Thursday, November 29, 2012

Pull List Review: Prophet #31

When Prophet began almost a year ago, Brandon Graham took his sweet time building up the central story piece by piece. It was a strong series right away, but an intentionally slow-burning one, with many issues designed to introduce a single character or concept. Last issue, all of that gradual set-up hit a major peak, and Old Man John Prophet finally had his full team assembled to battle the Earth Empire. That brings us to Prophet #31, which seems to be starting a new cycle of steadily planting seeds so that they can blossom into delicious fruits of story down the line. It's an excellent issue, but one which I liked as much because of what it promises for the future as for what it actually contained in its pages.

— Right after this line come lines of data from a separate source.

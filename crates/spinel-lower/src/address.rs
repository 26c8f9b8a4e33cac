//! Address-format lowering.
//!
//! Rewrites deref-based loads, stores and atomics into explicit memory
//! intrinsics. Each storage class is addressed in the [`AddressFormat`]
//! configured for it; the byte offset of a deref chain is computed from the
//! explicit layout the variable's type already carries.

use spinel_ir::{
    Alignment, ArraySize, AtomicOp, Builder, Def, DerefKind, DescriptorBinding, ExplicitLayout,
    Function, Handle, InstrKind, Intrinsic, IntrinsicOp, Metadata, Mode, ModeSet, Shader, Type,
    TypeInner, UniqueArena, Value, memory_width,
};
use spinel_opt::{InstrCtx, run_intrinsics_pass};

use crate::LoweringResult;

/// How addresses of a storage class are represented.
#[derive(Clone, Copy, Debug, Default, Hash, Eq, PartialEq)]
pub enum AddressFormat {
    /// Accesses stay on derefs.
    #[default]
    Logical,
    /// A 32-bit byte offset into the class's memory.
    Offset32,
    /// A `(resource index, byte offset)` pair of 32-bit values.
    IndexOffset32,
    /// A raw 64-bit address.
    Global64,
}

impl AddressFormat {
    /// Shape of an address in this format. `None` for [`AddressFormat::Logical`].
    pub fn def(self) -> Option<Def> {
        match self {
            Self::Logical => None,
            Self::Offset32 => Some(Def::U32),
            Self::IndexOffset32 => Some(Def::new(2, 32)),
            Self::Global64 => Some(Def::U64),
        }
    }
}

/// Address format per storage class.
#[derive(Clone, Copy, Debug, Eq, PartialEq)]
pub struct AddressFormats {
    pub ubo: AddressFormat,
    pub ssbo: AddressFormat,
    pub shared: AddressFormat,
    /// Used for both function-local and shader-wide temporaries.
    pub function_temp: AddressFormat,
    pub global: AddressFormat,
    pub push_constant: AddressFormat,
    pub constant: AddressFormat,
    pub uniform: AddressFormat,
}

impl Default for AddressFormats {
    fn default() -> Self {
        Self {
            ubo: AddressFormat::IndexOffset32,
            ssbo: AddressFormat::IndexOffset32,
            shared: AddressFormat::Offset32,
            function_temp: AddressFormat::Offset32,
            global: AddressFormat::Global64,
            push_constant: AddressFormat::Offset32,
            constant: AddressFormat::Offset32,
            uniform: AddressFormat::Offset32,
        }
    }
}

impl AddressFormats {
    /// Every class that is not listed stays [`AddressFormat::Logical`].
    pub fn for_mode(&self, mode: Mode) -> AddressFormat {
        match mode {
            Mode::Ubo => self.ubo,
            Mode::Ssbo => self.ssbo,
            Mode::Shared => self.shared,
            Mode::FunctionTemp | Mode::ShaderTemp => self.function_temp,
            Mode::Global => self.global,
            Mode::PushConstant => self.push_constant,
            Mode::Constant => self.constant,
            Mode::Uniform => self.uniform,
            Mode::ShaderIn | Mode::ShaderOut | Mode::SystemValue => AddressFormat::Logical,
        }
    }
}

/// Alignment assumed for the start of a descriptor-backed buffer.
const BUFFER_ALIGN: u32 = 16;

/// Emits the resource index and descriptor load of `binding[index]` and
/// returns its `(resource, base offset)` pair.
pub(crate) fn descriptor_address(
    b: &mut Builder<'_>,
    binding: DescriptorBinding,
    index: Value,
    mode: Mode,
) -> (Value, Value) {
    let descriptor = load_descriptor(b, binding, index, mode, AddressFormat::IndexOffset32);
    let resource = b.extract(descriptor, 0);
    let base = b.extract(descriptor, 1);
    (resource, base)
}

/// Emits the resource index and descriptor load of `binding[index]` and
/// returns its 64-bit base address.
pub(crate) fn descriptor_pointer(
    b: &mut Builder<'_>,
    binding: DescriptorBinding,
    index: Value,
    mode: Mode,
) -> Value {
    load_descriptor(b, binding, index, mode, AddressFormat::Global64)
}

fn load_descriptor(
    b: &mut Builder<'_>,
    binding: DescriptorBinding,
    index: Value,
    mode: Mode,
    format: AddressFormat,
) -> Value {
    let resource = b.intrinsic(Intrinsic::ResourceIndex { binding, index }, Some(Def::U32));
    b.intrinsic(Intrinsic::LoadDescriptor { resource, mode }, format.def())
}

/// Byte offset of a deref chain relative to its root variable.
#[derive(Clone, Debug, Default, PartialEq)]
struct ChainOffset {
    /// Sum of every step whose index is known, wrapped to the 32-bit
    /// offset width.
    constant: u32,
    /// Dynamic indices with their byte strides, root first.
    dynamic: Vec<(Value, u32)>,
    /// Power of two every dynamic stride is a multiple of.
    stride_align: u32,
}

impl ChainOffset {
    fn compute(types: &UniqueArena<Type>, root_ty: Handle<Type>, func: &Function, deref: Value) -> Self {
        let mut chain = Self {
            stride_align: 1 << 31,
            ..Self::default()
        };
        let mut ty = root_ty;
        for &step in &func.deref_path(deref)[1..] {
            let Some(d) = func.kind(step).as_deref() else {
                break;
            };
            match (&d.kind, &types[ty].inner) {
                (&DerefKind::Struct { member, .. }, TypeInner::Struct { members, .. }) => {
                    let m = &members[member as usize];
                    chain.constant = chain.constant.wrapping_add(m.offset);
                    ty = m.ty;
                }
                (&DerefKind::Array { index, .. }, inner) => {
                    let (stride, element) = match *inner {
                        TypeInner::Array { base, stride, .. } => (stride, base),
                        TypeInner::Matrix { stride, .. } => (stride, d.ty),
                        TypeInner::Vector { scalar, .. } => (memory_width(scalar), d.ty),
                        ref other => panic!("deref {step:?} indexes into non-indexable {other:?}"),
                    };
                    match func.as_uint(index) {
                        Some(i) => {
                            let step = i.wrapping_mul(u64::from(stride)) as u32;
                            chain.constant = chain.constant.wrapping_add(step);
                        }
                        None => {
                            chain.dynamic.push((index, stride));
                            if stride != 0 {
                                chain.stride_align = chain.stride_align.min(1 << stride.trailing_zeros());
                            }
                        }
                    }
                    ty = element;
                }
                (kind, inner) => panic!("deref step {kind:?} does not match type {inner:?}"),
            }
        }
        chain
    }

    fn is_constant(&self) -> bool {
        self.dynamic.is_empty()
    }

    /// Emits `base + constant + sum(index * stride)` as a 32-bit value.
    fn emit(&self, b: &mut Builder<'_>, base: u32) -> Value {
        let mut offset = b.const_u32(base.wrapping_add(self.constant));
        for &(index, stride) in &self.dynamic {
            let index = b.u2u(index, 32);
            let scaled = b.imul_imm(index, u64::from(stride));
            offset = b.iadd(offset, scaled);
        }
        offset
    }

    /// Alignment of `root + chain` given the root's own alignment.
    fn alignment(&self, root_offset: u32, root_align: u32) -> Alignment {
        let mul = root_align.max(1).min(self.stride_align);
        Alignment::new(mul, root_offset.wrapping_add(self.constant) % mul)
    }
}

/// The memory operation a deref intrinsic performs.
#[derive(Clone, Copy, Debug)]
enum Access {
    Load(Def),
    Store {
        value: Value,
        write_mask: u8,
    },
    Atomic {
        op: AtomicOp,
        data: Value,
        compare: Option<Value>,
        def: Option<Def>,
    },
}

impl Access {
    fn def(self) -> Option<Def> {
        match self {
            Self::Load(def) => Some(def),
            Self::Store { .. } => None,
            Self::Atomic { def, .. } => def,
        }
    }
}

     Old Man Prophet wants to form an alliance with the as-of-yet-unseen Woman Army, so he arranges to have a meeting with them, and he and his companions arrive at the location of said meeting and spend some time there preparing themselves. We see Prophet talk with Troll, an old friend of his, who warns him of terrible things to come, which noticeably worries him. But before he can even fully react, he and Diehard discover an open Earth Empire pod, and their new priority becomes finding and killing the Prophet clone who emerged from it. This leads to the first direct conflict between Old Man Prophet's group and the Earth Empire, which our heroes win almost instantly. Not the most exciting of fight scenes, but what it lacks in action it makes up for in brutality and visual appeal.
     Visual appeal is the name of the game when it comes to Prophet anyway, and Giannis Milonogiannis is my personal favorite of the book's rotating team of artists. There is a breathtaking two-page spread right at the start of this issue of two giants floating in space, one of whom is dismembered (and has had his body parts colonized) and the other is curled up in a ball, presumably sleeping. I could not stop looking at those pages, even returning to them while reading the rest of the issue to get another fix. And there's more like that. The fight scene, as I said, is exquisite, all harsh reds and stark whites. Lots of really powerful coloring throughout, actually. Then there's squat, faceless Jaxson strolling around in a hooded robe, which made me do a bit of a double take and subsequently laugh out loud. But my favorite single image has got to be when Diehard looks longingly at Rein-East and we see her distorted reflection in his face. It's a heartbreaking panel, and of all the seeds for future stories planted in this issue, this is the one for which I am most excited.
     Old Man Prophet's strange, sad connection to Rein-East is another piece of groundwork laid out here that I imagine will be significant later on, but really the biggest thing is waiting to see what goes down with the Woman Army. Who they are, what they can potentially offer the cause, and what they'll actually do are all intriguing questions. I'm also crossing my fingers that this isn't the last we've seen of Troll, a wonderfully enigmatic and strangely-spoken creature who I'm betting will have a sizable role to play before all is said and done. So there's a whole lot to look forward to, as well as plenty to enjoy in the present.
     There is no more reliable a comicbook on the shelves today than Prophet, and issue #31, while not explosive or active as some, is a damn fine example of what this title can do. Brandon Graham obviously has a carefully-thought-out plan in place, and every issue adds a brick or two and excites me for whatever will follow. This time even more so than usual.